▶ **EXERCISE OBJECTIVE**
After reading the lines below, count those that contain "outside" and give the count alone.

++++++++

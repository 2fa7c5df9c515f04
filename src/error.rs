use std::fmt;

#[derive(Debug)]
pub enum GitVisionError {
    IoError(std::io::Error),
    /// Errors from invoking the git CLI that exited with a non-zero status
    GitCliError {
        code: Option<i32>,
        stderr: String,
        args: Vec<String>,
    },
    /// No repository could be found at or above the given path
    NotARepository(String),
    JsonError(serde_json::Error),
    FromUtf8Error(std::string::FromUtf8Error),
    Generic(String),
}

impl fmt::Display for GitVisionError {
    fn fmt(&self, f: &mut fmt::Formatter<'_>) -> fmt::Result {
        match self {
            GitVisionError::IoError(e) => write!(f, "IO error: {}", e),
            GitVisionError::GitCliError { code, stderr, args } => match code {
                Some(c) => write!(
                    f,
                    "Git CLI ({}) failed with exit code {}: {}",
                    args.join(" "),
                    c,
                    stderr.trim_end()
                ),
                None => write!(f, "Git CLI ({}) failed: {}", args.join(" "), stderr.trim_end()),
            },
            GitVisionError::NotARepository(path) => {
                write!(f, "Not a git repository (or any parent): {}", path)
            }
            GitVisionError::JsonError(e) => write!(f, "JSON error: {}", e),
            GitVisionError::FromUtf8Error(e) => write!(f, "From UTF-8 error: {}", e),
            GitVisionError::Generic(e) => write!(f, "Generic error: {}", e),
        }
    }
}

impl std::error::Error for GitVisionError {}

impl From<std::io::Error> for GitVisionError {
    fn from(err: std::io::Error) -> Self {
        GitVisionError::IoError(err)
    }
}

impl From<serde_json::Error> for GitVisionError {
    fn from(err: serde_json::Error) -> Self {
        GitVisionError::JsonError(err)
    }
}

impl From<std::string::FromUtf8Error> for GitVisionError {
    fn from(err: std::string::FromUtf8Error) -> Self {
        GitVisionError::FromUtf8Error(err)
    }
}

impl Clone for GitVisionError {
    fn clone(&self) -> Self {
        match self {
            GitVisionError::IoError(e) => {
                GitVisionError::IoError(std::io::Error::new(e.kind(), e.to_string()))
            }
            GitVisionError::GitCliError { code, stderr, args } => GitVisionError::GitCliError {
                code: *code,
                stderr: stderr.clone(),
                args: args.clone(),
            },
            GitVisionError::NotARepository(p) => GitVisionError::NotARepository(p.clone()),
            GitVisionError::JsonError(e) => GitVisionError::Generic(format!("JSON error: {}", e)),
            GitVisionError::FromUtf8Error(e) => GitVisionError::FromUtf8Error(e.clone()),
            GitVisionError::Generic(s) => GitVisionError::Generic(s.clone()),
        }
    }
}
impl HighlightSession {
    /// Load history and the tracked index. Runs git synchronously.
    pub fn open(
        repo: Repository,
        options: SessionOptions,
        notifier: Arc<dyn Notifier>,
        progress: Arc<dyn ProgressSink>,
    ) -> HighlightSession {
        let _timer = PhaseTimer::start("open session");
        let head = repo.head_state();
        let resolver = CommitResolver::initialize(&repo, &options, notifier.as_ref());
        let locator = ChangeSetLocator::load(&repo, &options);
        debug_log(&format!(
            "session opened at {}: {} commits, {} tracked files",
            repo.workdir().display(),
            resolver.records().count(),
            locator.tracked_count()
        ));
        HighlightSession {
            attributor: BlameAttributor::new(repo.clone()),
            repo,
            options,
            notifier,
            progress,
            resolver: Arc::new(resolver),
            locator: Arc::new(locator),
            head,
            watched: HashSet::new(),
            changed_files: BTreeSet::new(),
            highlights: HighlightMap::new(),
            change_counts: ChangeCountMap::new(),
            key_cache: HashMap::new(),
            throttle: None,
            sibling_notice_shown: false,
        }
    }

    /// Watch the commits behind `watchlist` (message to date) and re-blame every
    /// changed file.
    pub async fn add_commits(&mut self, watchlist: &BTreeMap<String, String>) -> AddCommitsReport {
        let _timer = PhaseTimer::start("add_commits");
        if self.resolver.is_empty() {
            self.notifier.error("No git log found.");
        }

        let resolved = self
            .resolver
            .resolve(watchlist.keys().map(String::as_str));
        let mut hashes = resolved.clone();
        if self.options.bundle_merged_branches {
            let siblings = self.bundled_siblings(&resolved).await;
            hashes.extend(siblings);
        }
        self.watched.extend(hashes.iter().cloned());

        let candidates = self.collect_changed_files(hashes).await;
        debug_log(&format!("{} potential files found", candidates.len()));
        for file in candidates {
            if self.options.is_excluded(&file) {
                debug_log(&format!("skipping excluded file {}", file));
            } else if self.repo.absolute_path(&file).exists() {
                self.changed_files.insert(file);
            } else {
                debug_log(&format!("could not find path to file {}", file));
            }
        }
        debug_log(&format!(
            "{} files with changes found",
            self.changed_files.len()
        ));

        if self.changed_files.len() > self.options.large_change_set_threshold {
            let question = format!(
                "Detected a large number of changes: {} files found with changes. Are you sure you wish to process them?",
                self.changed_files.len()
            );
            if !self.notifier.confirm(&question) {
                self.clear_highlight_data();
                return AddCommitsReport {
                    resolved: resolved.len(),
                    cancelled: true,
                    ..Default::default()
                };
            }
        }

        let files = self.changed_files.len();
        self.fill_highlights().await;

        AddCommitsReport {
            resolved: resolved.len(),
            watched: self.watched.len(),
            files,
            highlighted_files: self.highlights.len(),
            total_lines: self.change_counts.values().sum(),
            cancelled: false,
        }
    }

    async fn bundled_siblings(&mut self, resolved: &[String]) -> Vec<String> {
        let merges: Vec<String> = resolved
            .iter()
            .filter(|h| self.resolver.record_for_hash(h).is_some_and(|r| r.is_merge))
            .cloned()
            .collect();
        if merges.is_empty() {
            return Vec::new();
        }

        let resolver = Arc::clone(&self.resolver);
        let siblings: Vec<String> = smol::unblock(move || {
            merges
                .iter()
                .flat_map(|merge| resolver.siblings_of(merge))
                .map(|record| record.hash)
                .collect()
        })
        .await;

        let already: HashSet<&String> = resolved.iter().collect();
        let mut seen = HashSet::new();
        let added: Vec<String> = siblings
            .into_iter()
            .filter(|h| !already.contains(h) && seen.insert(h.clone()))
            .collect();
        if !added.is_empty() && !self.sibling_notice_shown {
            self.notifier.info(&format!(
                "Link merged commits enabled: {} additional commits added to watch list",
                added.len()
            ));
            self.sibling_notice_shown = true;
        }
        added
    }

    async fn collect_changed_files(&self, hashes: Vec<String>) -> Vec<String> {
        let semaphore = Arc::new(Semaphore::new(self.options.max_concurrent_git.max(1)));
        let tasks: Vec<_> = hashes
            .into_iter()
            .map(|hash| {
                let locator = Arc::clone(&self.locator);
                let semaphore = Arc::clone(&semaphore);
                smol::spawn(async move {
                    let _permit = semaphore.acquire().await;
                    smol::unblock(move || locator.changed_files(&hash)).await
                })
            })
            .collect();

        join_all(tasks).await.into_iter().flatten().collect()
    }

    /// Rebuild both maps from empty by blaming every file in the change set.
    async fn fill_highlights(&mut self) {
        self.highlights.clear();
        self.change_counts.clear();

        let total = self.changed_files.len();
        if total == 0 {
            return;
        }
        self.progress.start("Highlighting changes", total);
        let increment = 1.0 / total as f64;

        let semaphore = Arc::new(Semaphore::new(self.options.max_concurrent_git.max(1)));
        let watched = Arc::new(self.watched.clone());
        let tasks: Vec<_> = self
            .changed_files
            .iter()
            .cloned()
            .map(|file| {
                let attributor = self.attributor.clone();
                let semaphore = Arc::clone(&semaphore);
                let watched = Arc::clone(&watched);
                let progress = Arc::clone(&self.progress);
                smol::spawn(async move {
                    let _permit = semaphore.acquire().await;
                    let result = smol::unblock(move || {
                        let attribution = attributor.attribute(&file, &watched);
                        (file, attribution)
                    })
                    .await;
                    progress.advance(increment);
                    result
                })
            })
            .collect();

        for (file, attribution) in join_all(tasks).await {
            self.store(file, attribution);
        }
        self.progress.finish();
    }

    fn store(&mut self, relative: String, attribution: Attribution) {
        let key = self.remember_key(Path::new(&relative));
        self.key_cache
            .entry(self.repo.absolute_path(&relative))
            .or_insert_with(|| key.clone());
        if attribution.count > 0 {
            self.change_counts.insert(key.clone(), attribution.count);
            self.highlights.insert(key, attribution.lines);
            self.changed_files.insert(relative);
        } else {
            self.forget(&relative, &key);
        }
    }

    fn forget(&mut self, relative: &str, key: &FileKey) {
        self.highlights.remove(key);
        self.change_counts.remove(key);
        self.changed_files.remove(relative);
    }

    /// Re-blame one file against the current watch set, e.g. after a save.
    /// Returns the attributed line count; files outside the working tree or
    /// missing on disk count as zero without running git.
    pub async fn update_file_highlights(&mut self, path: &Path) -> usize {
        let Some(relative) = self.repo.relative_path(path) else {
            debug_log(&format!("{} is outside the working tree", path.display()));
            return 0;
        };
        let key = self.key_for(Path::new(&relative));
        if !self.repo.absolute_path(&relative).is_file() {
            self.forget(&relative, &key);
            return 0;
        }

        let attributor = self.attributor.clone();
        let watched = self.watched.clone();
        let file = relative.clone();
        let attribution = smol::unblock(move || attributor.attribute(&file, &watched)).await;
        let count = attribution.count;
        self.store(relative, attribution);
        count
    }

    pub fn clear_highlight_data(&mut self) {
        self.watched.clear();
        self.changed_files.clear();
        self.highlights.clear();
        self.change_counts.clear();
    }

    /// Shift the stored lines of `path` for an edit. Purely in memory once the
    /// path's key is cached; a changed file is handed to the attached render
    /// throttle.
    pub fn on_edit(&mut self, path: &Path, deltas: &[EditDelta]) -> bool {
        let key = self.remember_key(path);
        let Some(lines) = self.highlights.get_mut(&key) else {
            return false;
        };
        let mut moved = false;
        for delta in deltas {
            moved |= apply_delta(lines, *delta);
        }
        if moved && let Some(throttle) = &self.throttle {
            throttle.mark_dirty(key, lines.clone());
        }
        moved
    }

    /// Manually add or remove one highlighted line. Returns whether the line is
    /// highlighted afterwards.
    pub fn toggle_line(&mut self, path: &Path, line: u32) -> bool {
        let key = self.remember_key(path);
        let highlighted = self.highlights.toggle(key.clone(), line);
        let relative = self.repo.relative_path(path);
        match self.highlights.get(&key).map(<[u32]>::len) {
            Some(count) => {
                self.change_counts.insert(key, count);
                if let Some(relative) = relative {
                    self.changed_files.insert(relative);
                }
            }
            None => {
                self.change_counts.remove(&key);
                if let Some(relative) = relative {
                    self.changed_files.remove(&relative);
                }
            }
        }
        highlighted
    }

    /// True when HEAD moved or the checked out branch changed since the session
    /// was built.
    pub fn head_changed(&self) -> bool {
        self.repo.head_state() != self.head
    }

    /// Tear down every derived structure and reload history for the current HEAD.
    pub async fn rebuild_for_head(&mut self) {
        let _timer = PhaseTimer::start("rebuild_for_head");
        let repo = self.repo.clone();
        let options = self.options.clone();
        let notifier = Arc::clone(&self.notifier);
        let (head, resolver, locator) = smol::unblock(move || {
            let head = repo.head_state();
            let resolver = CommitResolver::initialize(&repo, &options, notifier.as_ref());
            let locator = ChangeSetLocator::load(&repo, &options);
            (head, resolver, locator)
        })
        .await;

        self.clear_highlight_data();
        self.head = head;
        self.resolver = Arc::new(resolver);
        self.locator = Arc::new(locator);
        self.sibling_notice_shown = false;
    }

    /// Rebuild if HEAD moved. Returns whether a rebuild happened.
    pub async fn refresh_if_head_moved(&mut self) -> bool {
        if !self.head_changed() {
            return false;
        }
        debug_log("HEAD moved, rebuilding highlight session");
        self.rebuild_for_head().await;
        true
    }

    pub fn attach_render_throttle(&mut self, throttle: RenderThrottle) {
        self.throttle = Some(throttle);
    }

    pub fn take_render_throttle(&mut self) -> Option<RenderThrottle> {
        self.throttle.take()
    }

    /// Key for an absolute path or one relative to the working tree root
    pub fn key_for(&self, path: &Path) -> FileKey {
        FileKey::new(path, self.repo.canonical_workdir())
    }

    /// `key_for`, resolved once per path so repeated edits skip the filesystem
    pub fn remember_key(&mut self, path: &Path) -> FileKey {
        if let Some(key) = self.key_cache.get(path) {
            return key.clone();
        }
        let key = self.key_for(path);
        self.key_cache.insert(path.to_path_buf(), key.clone());
        key
    }

    pub fn lines_for(&self, path: &Path) -> Option<&[u32]> {
        match self.key_cache.get(path) {
            Some(key) => self.highlights.get(key),
            None => self.highlights.get(&self.key_for(path)),
        }
    }

    pub fn highlight_map(&self) -> &HighlightMap {
        &self.highlights
    }

    pub fn change_counts(&self) -> &ChangeCountMap {
        &self.change_counts
    }

    pub fn changed_files(&self) -> &BTreeSet<String> {
        &self.changed_files
    }

    pub fn watched_hashes(&self) -> &HashSet<String> {
        &self.watched
    }

    pub fn commit_list(&self) -> Vec<(String, Option<DateTime<FixedOffset>>)> {
        self.resolver.commit_list()
    }

    pub fn resolver(&self) -> &CommitResolver {
        &self.resolver
    }

    pub fn repository(&self) -> &Repository {
        &self.repo
    }

    /// Sibling records for a selected message, empty if it does not resolve
    pub async fn siblings_for_message(&self, message: &str) -> Vec<CommitRecord> {
        let Some(hash) = self.resolver.lookup(message).map(|r| r.hash.clone()) else {
            return Vec::new();
        };
        let resolver = Arc::clone(&self.resolver);
        smol::unblock(move || resolver.siblings_of(&hash)).await
    }
}
use std::collections::HashSet;

use crate::git::repository::Repository;
use crate::utils::debug_log;

#[derive(Debug, Clone, Default, PartialEq, Eq)]
pub struct Attribution {
    /// Zero-based, ascending
    pub lines: Vec<u32>,
    pub count: usize,
}

impl Attribution {
    /// Lines whose blamed hash is watched. `line_hashes[i]` belongs to line `i`.
    pub fn from_line_hashes(line_hashes: &[String], watched: &HashSet<String>) -> Attribution {
        let lines: Vec<u32> = line_hashes
            .iter()
            .enumerate()
            .filter(|(_, hash)| watched.contains(hash.as_str()))
            .map(|(idx, _)| idx as u32)
            .collect();
        Attribution {
            count: lines.len(),
            lines,
        }
    }
}

#[derive(Clone)]
pub struct BlameAttributor {
    repo: Repository,
}

impl BlameAttributor {
    pub fn new(repo: Repository) -> Self {
        BlameAttributor { repo }
    }

    /// Blame the working-tree version of `file` (repository-relative). Failures
    /// such as binary or vanished files give an empty attribution.
    pub fn attribute(&self, file: &str, watched: &HashSet<String>) -> Attribution {
        if watched.is_empty() {
            return Attribution::default();
        }
        match self.repo.blame_line_hashes(file) {
            Ok(line_hashes) => Attribution::from_line_hashes(&line_hashes, watched),
            Err(e) => {
                debug_log(&format!("error getting blame for file {}: {}", file, e));
                Attribution::default()
            }
        }
    }
}

#[cfg(test)]
mod tests {
    use super::*;

    fn hashes(raw: &[&str]) -> Vec<String> {
        raw.iter().map(|s| s.to_string()).collect()
    }

    #[test]
    fn test_from_line_hashes_keeps_watched_lines() {
        let watched: HashSet<String> = ["aa".to_string(), "cc".to_string()].into();
        let attribution =
            Attribution::from_line_hashes(&hashes(&["aa", "bb", "cc", "aa", "dd"]), &watched);
        assert_eq!(attribution.lines, vec![0, 2, 3]);
        assert_eq!(attribution.count, 3);
    }

    #[test]
    fn test_from_line_hashes_nothing_watched() {
        let attribution = Attribution::from_line_hashes(&hashes(&["aa"]), &HashSet::new());
        assert_eq!(attribution, Attribution::default());
    }
}
pub mod commands;
pub mod config;
pub mod error;
pub mod git;
pub mod highlight;
pub mod utils;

++++++++

▶ **WRITTEN ANSWER**
2